I've made it home safe and sound, in just under 4 hours; but when I look at the news, I don't know how I did it. Thousands of people are stranded, there are no trains, and very few busses. In Amsterdam, they're putting 2500 beds up in the RAI, and they're doing the same for passengers in other cities too. Five people have died, and a great many more have been wounded through flying glass, rooftiles and whatnot. On my way home, I've seen trees uprooted and street furniture wrecked by the storm. It hasn't died down yet and is currently blowing at a 135 km\ph -- it's officially a force 11 gale.

I was extremely lucky; when I made it to Schiphol, I met a colleague there who had left the office a full 3 1\2 hours ahead of me, and who was still there waiting for a train to take her east...I had only been there 10 minutes when I heard they'd try and let a train depart for Leiden. I managed to get on it, and after a 30 minute delay in which the train refused to leave unless a few hundred people got off again, we pulled out of the station and slowly, very slowly made it to Leiden. However, when we got there we were told there would be no more trains anywhere until further notice. Those of us who were hoping to travel on would have to wait out the storm, which we were invited to do in the relative comfort of the train. NS, the Dutch equivalent of BR, would not provide alternative transport in the form of coaches as they said that would be too dangerous.

Thank God I know Leiden well. I decided to go and see if there was still a regular bus service to The Hague, and although I wasn't the only one, I was one of the few who knew where to get on (i.e. not in front of the station where literally hundreds of stranded passengers were milling about. Fights broke out when we got there, everyone trying to get onto the one bus, and only a few of them succeeding. Total mayhem. And then we went on a winding trip through all the little villages in the countryside, buffeted by the wind...it got quite scary a few times, but eventually we arrived at The Hague Central, and from there it's only a 20 minute walk to my flat. Normally I take the bus, but because of the storm, tonight all busses terminated at the station. It was alright: I had the wind in my back all the way home.
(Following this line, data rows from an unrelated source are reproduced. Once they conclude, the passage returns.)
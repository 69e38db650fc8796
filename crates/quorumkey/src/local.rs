//! in-process custodian network
//!
//! a full node set held in memory: key assignment with shamir sharing,
//! commitment signing, share encryption to the session key and a
//! metadata nonce store. individual nodes can be switched to faulty
//! behaviours to exercise the client's quorum handling.

use std::collections::HashMap;
use std::sync::{Arc, RwLock, RwLockReadGuard, RwLockWriteGuard};

use async_trait::async_trait;
use k256::ecdsa::SigningKey;
use k256::elliptic_curve::Field;
use k256::{ProjectivePoint, Scalar};
use rand::rngs::OsRng;
use tracing::debug;

use crate::commitment::{sign_commitment, verify_commitment_signature};
use crate::config::{NodeEndpoint, NodePublicKey, NodeSet};
use crate::crypto::{encrypt_share, token_commitment};
use crate::curve::{pad_hex64, point_coordinates, point_from_coordinates, public_key_to_address};
use crate::metadata::{MetadataService, Nonce};
use crate::rpc::{
    Commitment, EncryptedShare, LookupKey, LookupReply, NodeRpc, NodeSignature, ShareRequest,
};
use crate::vss::{split_secret, Share};
use crate::{Error, Result};

/// how a simulated node responds
#[derive(Clone, Copy, Debug, Default, PartialEq, Eq)]
pub enum NodeBehaviour {
    #[default]
    Honest,
    /// every call fails with a network error
    Offline,
    /// every call hangs forever
    Silent,
    /// the next `n` calls fail with a network error, then honest
    Flaky(u32),
    /// signs something other than the commitment it reports
    BadSignature,
    /// share ciphertext is tampered with
    CorruptShare,
    /// share decrypts fine but is not on the polynomial
    WrongShare,
    /// rejects every share request
    RefuseShares,
    /// answers every call with a protocol error
    Reject,
    /// rejects key assignment, otherwise honest
    RefuseAssignment,
    /// acknowledges key assignment without storing anything
    ForgetAssignments,
    /// reports a key of its own for every lookup
    ForeignKey,
}

struct LocalNode {
    signer: SigningKey,
    public_key: NodePublicKey,
    behaviour: NodeBehaviour,
}

struct Assignment {
    public: ProjectivePoint,
    secret: Scalar,
    shares: Vec<Share>,
}

#[derive(Default)]
struct State {
    nodes: Vec<LocalNode>,
    /// (verifier, verifier_id) -> key
    assignments: HashMap<(String, String), Assignment>,
    /// token commitment -> session public key
    commitments: HashMap<String, ProjectivePoint>,
    /// padded (x, y) -> nonce
    nonces: HashMap<(String, String), Nonce>,
    calls: HashMap<&'static str, usize>,
}

/// in-memory node set implementing both [`NodeRpc`] and [`MetadataService`]
#[derive(Clone)]
pub struct LocalNetwork {
    threshold: usize,
    nodes: NodeSet,
    state: Arc<RwLock<State>>,
}

impl LocalNetwork {
    /// `n` honest nodes sharing keys with threshold `t`
    pub fn new(n: usize, threshold: usize) -> Result<Self> {
        if n == 0 || threshold == 0 || threshold > n {
            return Err(Error::Config(format!(
                "threshold {} invalid for {} nodes",
                threshold, n
            )));
        }

        let mut nodes = Vec::with_capacity(n);
        let mut endpoints = Vec::with_capacity(n);
        for i in 1..=n {
            let signer = SigningKey::random(&mut OsRng);
            let point = ProjectivePoint::from(*signer.verifying_key().as_affine());
            let public_key = NodePublicKey::from_point(point)?;
            endpoints.push((format!("local://node-{}", i), public_key.clone()));
            nodes.push(LocalNode {
                signer,
                public_key,
                behaviour: NodeBehaviour::Honest,
            });
        }

        Ok(Self {
            threshold,
            nodes: NodeSet::new(endpoints)?,
            state: Arc::new(RwLock::new(State {
                nodes,
                ..State::default()
            })),
        })
    }

    pub fn node_set(&self) -> NodeSet {
        self.nodes.clone()
    }

    pub fn threshold(&self) -> usize {
        self.threshold
    }

    /// change a node's behaviour (1-indexed)
    pub fn set_behaviour(&self, index: u32, behaviour: NodeBehaviour) -> Result<()> {
        let mut state = self.write();
        let node = state.node_mut(index)?;
        node.behaviour = behaviour;
        Ok(())
    }

    /// record a nonce for an already assigned key
    pub fn set_nonce(&self, verifier: &str, verifier_id: &str, nonce: Nonce) -> Result<()> {
        let mut state = self.write();
        let public = state
            .assignments
            .get(&(verifier.to_string(), verifier_id.to_string()))
            .map(|a| a.public)
            .ok_or(Error::KeyNotAssigned)?;
        let coords = point_coordinates(&public)?;
        state.nonces.insert(coords, nonce);
        Ok(())
    }

    /// the untweaked public key assigned to an identity
    pub fn assigned_key(&self, verifier: &str, verifier_id: &str) -> Option<ProjectivePoint> {
        self.read()
            .assignments
            .get(&(verifier.to_string(), verifier_id.to_string()))
            .map(|a| a.public)
    }

    /// the untweaked private key assigned to an identity
    pub fn secret_for(&self, verifier: &str, verifier_id: &str) -> Option<Scalar> {
        self.read()
            .assignments
            .get(&(verifier.to_string(), verifier_id.to_string()))
            .map(|a| a.secret)
    }

    /// how many times `op` reached any node
    pub fn call_count(&self, op: &str) -> usize {
        self.read().calls.get(op).copied().unwrap_or(0)
    }

    fn read(&self) -> RwLockReadGuard<'_, State> {
        self.state.read().unwrap_or_else(|e| e.into_inner())
    }

    fn write(&self) -> RwLockWriteGuard<'_, State> {
        self.state.write().unwrap_or_else(|e| e.into_inner())
    }

    /// count the call and apply the node's failure mode
    async fn gate(&self, node: &NodeEndpoint, op: &'static str) -> Result<NodeBehaviour> {
        let behaviour = {
            let mut state = self.write();
            *state.calls.entry(op).or_default() += 1;
            let local = state.node_mut(node.index)?;
            match local.behaviour {
                NodeBehaviour::Flaky(0) => NodeBehaviour::Honest,
                NodeBehaviour::Flaky(left) => {
                    local.behaviour = NodeBehaviour::Flaky(left - 1);
                    NodeBehaviour::Offline
                }
                b => b,
            }
        };

        match behaviour {
            NodeBehaviour::Offline => Err(Error::Network(format!("{} unreachable", node.url))),
            NodeBehaviour::Silent => futures::future::pending().await,
            NodeBehaviour::Reject => Err(Error::Rpc(format!("{} rejected {}", node.url, op))),
            b => Ok(b),
        }
    }
}

impl State {
    fn node_mut(&mut self, index: u32) -> Result<&mut LocalNode> {
        index
            .checked_sub(1)
            .and_then(|i| self.nodes.get_mut(i as usize))
            .ok_or(Error::InvalidIndex)
    }

    fn node(&self, index: u32) -> Result<&LocalNode> {
        index
            .checked_sub(1)
            .and_then(|i| self.nodes.get(i as usize))
            .ok_or(Error::InvalidIndex)
    }

    /// signatures that are valid, from distinct nodes, over a commitment to `token`
    fn authorising_signatures(&self, token: &str, signatures: &[NodeSignature]) -> usize {
        let prefix = format!("{}\u{1c}{}\u{1c}", Commitment::PREFIX, token);
        let mut seen = Vec::new();
        for sig in signatures {
            if seen.contains(&sig.node_index) || !sig.data.starts_with(&prefix) {
                continue;
            }
            let Ok(node) = self.node(sig.node_index) else {
                continue;
            };
            if verify_commitment_signature(&node.public_key, &sig.data, &sig.signature) {
                seen.push(sig.node_index);
            }
        }
        seen.len()
    }
}

#[async_trait]
impl NodeRpc for LocalNetwork {
    async fn key_lookup(
        &self,
        node: &NodeEndpoint,
        verifier: &str,
        verifier_id: &str,
    ) -> Result<LookupReply> {
        let behaviour = self.gate(node, "key_lookup").await?;
        if behaviour == NodeBehaviour::ForeignKey {
            let foreign = ProjectivePoint::GENERATOR * Scalar::from(1000 + node.index as u64);
            let (x, y) = point_coordinates(&foreign)?;
            return Ok(LookupReply::Found(LookupKey {
                pub_key_x: x,
                pub_key_y: y,
                address: None,
            }));
        }
        let state = self.read();
        let Some(assignment) = state
            .assignments
            .get(&(verifier.to_string(), verifier_id.to_string()))
        else {
            return Ok(LookupReply::NotFound);
        };
        let (x, y) = point_coordinates(&assignment.public)?;
        Ok(LookupReply::Found(LookupKey {
            pub_key_x: x,
            pub_key_y: y,
            address: Some(public_key_to_address(&assignment.public)?),
        }))
    }

    async fn key_assign(
        &self,
        node: &NodeEndpoint,
        verifier: &str,
        verifier_id: &str,
    ) -> Result<()> {
        match self.gate(node, "key_assign").await? {
            NodeBehaviour::RefuseAssignment => {
                return Err(Error::Rpc(format!("verifier {} not supported", verifier)));
            }
            NodeBehaviour::ForgetAssignments => return Ok(()),
            _ => {}
        }
        let mut state = self.write();
        let id = (verifier.to_string(), verifier_id.to_string());
        if state.assignments.contains_key(&id) {
            return Ok(());
        }

        let secret = Scalar::random(&mut OsRng);
        let shares = split_secret(&secret, self.threshold, state.nodes.len())?;
        state.assignments.insert(
            id,
            Assignment {
                public: ProjectivePoint::GENERATOR * secret,
                secret,
                shares,
            },
        );
        debug!(node = node.index, verifier, "assigned new key");
        Ok(())
    }

    async fn commitment_request(
        &self,
        node: &NodeEndpoint,
        commitment: &Commitment,
    ) -> Result<NodeSignature> {
        let behaviour = self.gate(node, "commitment_request").await?;
        let session_key = point_from_coordinates(&commitment.temp_pub_x, &commitment.temp_pub_y)
            .map_err(|_| Error::Rpc("invalid session public key".into()))?;

        let mut state = self.write();
        state
            .commitments
            .insert(commitment.token_commitment.clone(), session_key);

        let local = state.node(node.index)?;
        let data = commitment.message();
        let signed = match behaviour {
            NodeBehaviour::BadSignature => format!("{}\u{1c}forged", data),
            _ => data.clone(),
        };
        Ok(NodeSignature {
            node_index: node.index,
            signature: sign_commitment(&local.signer, &signed),
            data,
            node_pub_x: local.public_key.x.clone(),
            node_pub_y: local.public_key.y.clone(),
        })
    }

    async fn share_request(
        &self,
        node: &NodeEndpoint,
        request: &ShareRequest,
    ) -> Result<EncryptedShare> {
        let behaviour = self.gate(node, "share_request").await?;
        if behaviour == NodeBehaviour::RefuseShares {
            return Err(Error::Rpc("share request refused".into()));
        }

        let (session_key, mut value) = {
            let state = self.read();
            let token = token_commitment(&request.id_token);
            let session_key = *state
                .commitments
                .get(&token)
                .ok_or_else(|| Error::Rpc("no commitment for token".into()))?;

            if state.authorising_signatures(&token, &request.node_signatures) < self.threshold {
                return Err(Error::Rpc("not enough valid commitment signatures".into()));
            }

            let assignment = state
                .assignments
                .get(&(request.verifier.clone(), request.verifier_id.clone()))
                .ok_or_else(|| Error::Rpc("verifier id has not yet been assigned".into()))?;
            let share = assignment
                .shares
                .iter()
                .find(|s| s.index == node.index)
                .ok_or(Error::InvalidIndex)?;
            (session_key, share.value)
        };

        if behaviour == NodeBehaviour::WrongShare {
            value += Scalar::ONE;
        }
        let mut encrypted = encrypt_share(&session_key, node.index, &value)?;
        if behaviour == NodeBehaviour::CorruptShare {
            if let Some(byte) = encrypted.ciphertext.first_mut() {
                *byte ^= 0xff;
            }
        }
        Ok(encrypted)
    }
}

#[async_trait]
impl MetadataService for LocalNetwork {
    async fn get_nonce(&self, pub_key_x: &str, pub_key_y: &str) -> Result<Nonce> {
        let coords = (pad_hex64(pub_key_x)?, pad_hex64(pub_key_y)?);
        let mut state = self.write();
        *state.calls.entry("get_nonce").or_default() += 1;
        Ok(state.nonces.get(&coords).copied().unwrap_or(Nonce::ZERO))
    }
}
I hear they don't expect the trains to be running according to schedule until 'sometime in the morning', so who knows, I may even have to take a day off!

I am glad to be home, though. Given the choice, I'd rather sleep in my own bed than on a stretcher in some leisure centre. It may be a great way to meet new people, but spontaneity loses some of its sparkle when you haven't got a toothbrush.

Comments

gamiila
Jan. 19th, 2007 06:39 am (UTC)
Of course we use the Beaufort scale! What other way is there to measure a storm's severity?

As soon as he heard the news, Jobsworth went out to get his kid out of school, then returned with stories of fallen down trees and rivers being blown across the motorway, and enjoinders for us to get back to work. Then, he went home to sit out the storm there. He really is our fearless leader. ;-)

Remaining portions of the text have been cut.